In fact, the Fair Tax Act has a long record of proving politically toxic. Back in 2010, The Wall Street Journal’s editorial board noted that Democrats had made effective use of the issue against Republican proponents of the Fair Tax: “These Democratic attacks are unfair and don’t mention the tax-cutting said of the proposal, but the attacks seem to work … voters rightly suspect that any new sales tax scheme will merely be piled on the current code.”

The past election cycle showed how Democrats are still succeeding in tagging mainstream GOP candidates with unrepresentative minority positions on tax policy. Before the midterms, Senator Rick Scott of Florida put out a list of policy ideas that included a remark that all Americans “should have skin in the game” when it comes to federal income taxes. (Currently, only about half of American households pay federal income tax in any given year.)

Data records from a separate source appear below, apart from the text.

pub mod data;
pub mod error;
pub mod evaluate;
pub mod experiment;
pub mod inference;
pub mod lockfile;
pub mod logger;
pub mod model;
pub mod observability;
pub mod operators;
pub mod packaging;
pub mod pipeline;
pub mod presets;
pub mod recipe;
pub mod registry;
#[cfg(feature = "serve")]
pub mod serve;
pub mod serialiser;
pub mod type_checker;
pub mod validation;

pub use data::{Data, DataSet, DataSetSource};
pub use error::{PypeError, Result};
pub use experiment::{Experiment, ExperimentBuilder};
pub use inference::{InferenceInput, Inferencer};
pub use model::Model;
pub use pipeline::{Node, ParameterTree, Pipe, Pipeline};
pub use recipe::Recipe;
pub use registry::Registry;
//! Wire-level schemas derived from fitted type checkers.
//!
//! A [`SchemaType`] describes one DataSet entry; a [`DataSetSchema`]
//! describes a whole request or response. `parse` validates incoming JSON,
//! `to_model` wraps native data, and `convert` turns a model back into
//! native [`Data`].

use std::collections::BTreeMap;

use serde::{Deserialize, Serialize};
use serde_json::{Map, Value, json};

use crate::data::{Column, Data, DataKind, DataSet, Frame, Scalar, ScalarType};
use crate::error::{PypeError, Result};

#[derive(Debug, Clone, Copy, PartialEq, Eq, Serialize, Deserialize)]
#[serde(rename_all = "snake_case")]
pub enum Shape {
    Scalar,
    Sequence,
    Mapping,
}

#[derive(Debug, Clone, PartialEq, Serialize, Deserialize)]
pub struct FieldSchema {
    pub name: String,
    pub dtype: ScalarType,
    pub shape: Shape,
    #[serde(default = "required_default")]
    pub required: bool,
}

fn required_default() -> bool {
    true
}

impl FieldSchema {
    pub fn new(name: impl Into<String>, dtype: ScalarType, shape: Shape) -> Self {
        Self {
            name: name.into(),
            dtype,
            shape,
            required: true,
        }
    }
}

/// Schema of one DataSet entry.
///
/// Frames and objects list one field per column; arrays and scalars carry
/// a single field named after the entry.
#[derive(Debug, Clone, PartialEq, Serialize, Deserialize)]
pub struct SchemaType {
    pub name: String,
    pub kind: DataKind,
    pub fields: Vec<FieldSchema>,
    #[serde(default)]
    pub strict: bool,
}

impl SchemaType {
    /// Validates a wire value. Unknown fields are dropped, or rejected when
    /// the schema is strict.
    pub fn parse(&self, value: &Value) -> Result<DataModel> {
        let data = self.decode(value, self.strict)?;
        Ok(DataModel {
            schema: self.clone(),
            value: data.to_json(),
        })
    }

    /// Wraps native data, projecting it onto the schema fields. NaN and
    /// infinite floats are refused since JSON cannot represent them.
    pub fn to_model(&self, data: &Data) -> Result<DataModel> {
        if data.kind() != self.kind {
            return Err(PypeError::kind_mismatch(&self.name, self.kind, data.kind()));
        }
        if !data.is_finite() {
            return Err(PypeError::operator(
                &self.name,
                "produced a NaN or infinite value, which has no JSON encoding",
            ));
        }
        let projected = self.decode(&data.to_json(), false)?;
        Ok(DataModel {
            schema: self.clone(),
            value: projected.to_json(),
        })
    }

    pub fn json_schema(&self) -> Value {
        match self.kind {
            DataKind::Frame | DataKind::Object => {
                let mut properties = Map::new();
                for field in &self.fields {
                    properties.insert(field.name.clone(), field_json_schema(field));
                }
                let required: Vec<&str> = self
                    .fields
                    .iter()
                    .filter(|field| field.required)
                    .map(|field| field.name.as_str())
                    .collect();
                json!({
                    "type": "object",
                    "properties": properties,
                    "required": required,
                    "additionalProperties": !self.strict,
                })
            }
            DataKind::Array | DataKind::Scalar => self
                .fields
                .first()
                .map(field_json_schema)
                .unwrap_or_else(|| json!({})),
            DataKind::Json => json!({}),
        }
    }

    fn decode(&self, value: &Value, reject_extra: bool) -> Result<Data> {
        match self.kind {
            DataKind::Frame => {
                let map = self.expect_object(value)?;
                self.reject_unknown(map, reject_extra)?;
                let columns = self
                    .fields
                    .iter()
                    .map(|field| {
                        let path = format!("{}.{}", self.name, field.name);
                        let raw = map
                            .get(&field.name)
                            .ok_or_else(|| PypeError::missing_field(&path))?;
                        Ok((field.name.clone(), decode_column(&path, raw, field.dtype)?))
                    })
                    .collect::<Result<Vec<_>>>()?;
                let frame = Frame::new(columns).map_err(|_| {
                    PypeError::type_mismatch(&self.name, "equal-length columns", "ragged columns")
                })?;
                Ok(Data::Frame(frame))
            }
            DataKind::Object => {
                let map = self.expect_object(value)?;
                self.reject_unknown(map, reject_extra)?;
                let fields = self
                    .fields
                    .iter()
                    .map(|field| {
                        let path = format!("{}.{}", self.name, field.name);
                        let raw = map
                            .get(&field.name)
                            .ok_or_else(|| PypeError::missing_field(&path))?;
                        Ok((field.name.clone(), decode_scalar(&path, raw, field.dtype)?))
                    })
                    .collect::<Result<BTreeMap<_, _>>>()?;
                Ok(Data::Object(fields))
            }
            DataKind::Array => {
                let dtype = self.single_dtype()?;
                Ok(Data::Array(decode_column(&self.name, value, dtype)?))
            }
            DataKind::Scalar => {
                let dtype = self.single_dtype()?;
                Ok(Data::Scalar(decode_scalar(&self.name, value, dtype)?))
            }
            DataKind::Json => Ok(Data::Json(value.clone())),
        }
    }

    fn expect_object<'a>(&self, value: &'a Value) -> Result<&'a Map<String, Value>> {
        value
            .as_object()
            .ok_or_else(|| PypeError::type_mismatch(&self.name, "object", json_type(value)))
    }

    fn reject_unknown(&self, map: &Map<String, Value>, reject_extra: bool) -> Result<()> {
        if !reject_extra {
            return Ok(());
        }
        match map
            .keys()
            .find(|key| !self.fields.iter().any(|field| &field.name == *key))
        {
            Some(extra) => Err(PypeError::unexpected_field(format!("{}.{extra}", self.name))),
            None => Ok(()),
        }
    }

    fn single_dtype(&self) -> Result<ScalarType> {
        self.fields
            .first()
            .map(|field| field.dtype)
            .ok_or_else(|| PypeError::config(format!("schema `{}` has no fields", self.name)))
    }
}

/// A validated wire value together with the schema it conforms to.
#[derive(Debug, Clone, PartialEq)]
pub struct DataModel {
    schema: SchemaType,
    value: Value,
}

impl DataModel {
    pub fn schema(&self) -> &SchemaType {
        &self.schema
    }

    pub fn to_json(&self) -> Value {
        self.value.clone()
    }

    pub fn convert(&self) -> Result<Data> {
        self.schema.decode(&self.value, false)
    }
}

/// Request or response schema of a whole DataSet.
#[derive(Debug, Clone, PartialEq, Default, Serialize, Deserialize)]
pub struct DataSetSchema {
    pub fields: BTreeMap<String, SchemaType>,
    #[serde(default)]
    pub strict: bool,
}

impl DataSetSchema {
    pub fn parse(&self, value: &Value) -> Result<DataSetModel> {
        let map = value
            .as_object()
            .ok_or_else(|| PypeError::type_mismatch("request", "object", json_type(value)))?;
        if self.strict
            && let Some(extra) = map.keys().find(|key| !self.fields.contains_key(*key))
        {
            return Err(PypeError::unexpected_field(extra.clone()));
        }
        let models = self
            .fields
            .iter()
            .map(|(key, schema)| {
                let raw = map.get(key).ok_or_else(|| PypeError::missing_field(key))?;
                Ok((key.clone(), schema.parse(raw)?))
            })
            .collect::<Result<BTreeMap<_, _>>>()?;
        Ok(DataSetModel { models })
    }

    pub fn to_model(&self, dataset: &DataSet) -> Result<DataSetModel> {
        let models = self
            .fields
            .iter()
            .map(|(key, schema)| {
                let data = dataset.get(key).ok_or_else(|| PypeError::missing_field(key))?;
                Ok((key.clone(), schema.to_model(data)?))
            })
            .collect::<Result<BTreeMap<_, _>>>()?;
        Ok(DataSetModel { models })
    }

    pub fn json_schema(&self) -> Value {
        let properties: Map<String, Value> = self
            .fields
            .iter()
            .map(|(key, schema)| (key.clone(), schema.json_schema()))
            .collect();
        let required: Vec<&str> = self.fields.keys().map(String::as_str).collect();
        json!({
            "type": "object",
            "properties": properties,
            "required": required,
            "additionalProperties": !self.strict,
        })
    }
}

#[derive(Debug, Clone, PartialEq)]
pub struct DataSetModel {
    models: BTreeMap<String, DataModel>,
}

impl DataSetModel {
    pub fn get(&self, key: &str) -> Option<&DataModel> {
        self.models.get(key)
    }

    pub fn convert(&self) -> Result<DataSet> {
        self.models
            .iter()
            .map(|(key, model)| Ok((key.clone(), model.convert()?)))
            .collect()
    }

    pub fn to_json(&self) -> Value {
        Value::Object(
            self.models
                .iter()
                .map(|(key, model)| (key.clone(), model.to_json()))
                .collect(),
        )
    }
}

fn decode_column(field: &str, value: &Value, dtype: ScalarType) -> Result<Column> {
    let items = value.as_array().ok_or_else(|| {
        PypeError::type_mismatch(field, format!("sequence of {dtype}"), json_type(value))
    })?;
    let scalars = items
        .iter()
        .map(|item| decode_scalar(field, item, dtype))
        .collect::<Result<Vec<_>>>()?;
    Column::from_scalars(dtype, scalars)
        .ok_or_else(|| PypeError::type_mismatch(field, dtype, "mixed values"))
}

fn decode_scalar(field: &str, value: &Value, dtype: ScalarType) -> Result<Scalar> {
    Scalar::from_json_as(value, dtype)
        .ok_or_else(|| PypeError::type_mismatch(field, dtype, json_type(value)))
}

fn field_json_schema(field: &FieldSchema) -> Value {
    let item = json!({ "type": json_schema_type(field.dtype) });
    match field.shape {
        Shape::Sequence => json!({ "type": "array", "items": item }),
        Shape::Scalar | Shape::Mapping => item,
    }
}

fn json_schema_type(dtype: ScalarType) -> &'static str {
    match dtype {
        ScalarType::String => "string",
        ScalarType::Int => "integer",
        ScalarType::Float => "number",
        ScalarType::Bool => "boolean",
    }
}

fn json_type(value: &Value) -> &'static str {
    match value {
        Value::Null => "null",
        Value::Bool(_) => "bool",
        Value::Number(num) if num.is_i64() || num.is_u64() => "int",
        Value::Number(_) => "float",
        Value::String(_) => "string",
        Value::Array(_) => "array",
        Value::Object(_) => "object",
    }
}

Even though Scott ultimately dropped the point, his status as chairman of the Senate Republican Campaign Committee gave Democrats what one Democratic operative called a fundraising “godsend,” enabling attack ads that painted all Republicans as plotting to raise taxes on retirees and low- and middle-income Americans. Republican candidates were forced to spend time and money distancing themselves from a proposal they did not support.

Such episodes risk undoing Republicans’ careful work over three decades of creating a clear contrast with the Democrats on taxes: Republicans won’t raise your taxes; Democrats will.

Keep in mind that eight states already have no personal income tax, nine states have a flat-rate income tax, and 10 states have a Republican leadership committed to phasing out personal income tax, first to a flat-rate tax and then to none. These states are paying for these policies with long-term efforts to keep spending below what can be sustainably funded from economic growth and revenues from sales and property taxes. The model for success over the past 10 years is North Carolina. More income-tax free states will eventually raise the question for voters nationwide: Why do we need a federal income tax?

All of this progress could be undermined if the Fair Tax proponents have their day. Imagine what Democrats will be able to do if they get the opportunity of an actual House vote on a federal sales tax. The Democratic Congressional Campaign Committee has already taken aim at House Republicans in competitive seats in recent elections with negative ads focused on the Fair Tax.

To mitigate the political damage already done, Republicans need to kill the bill. Denounce it. In public. Loudly. This may seem harsh, but it’s no less than the Fair Tax deserves.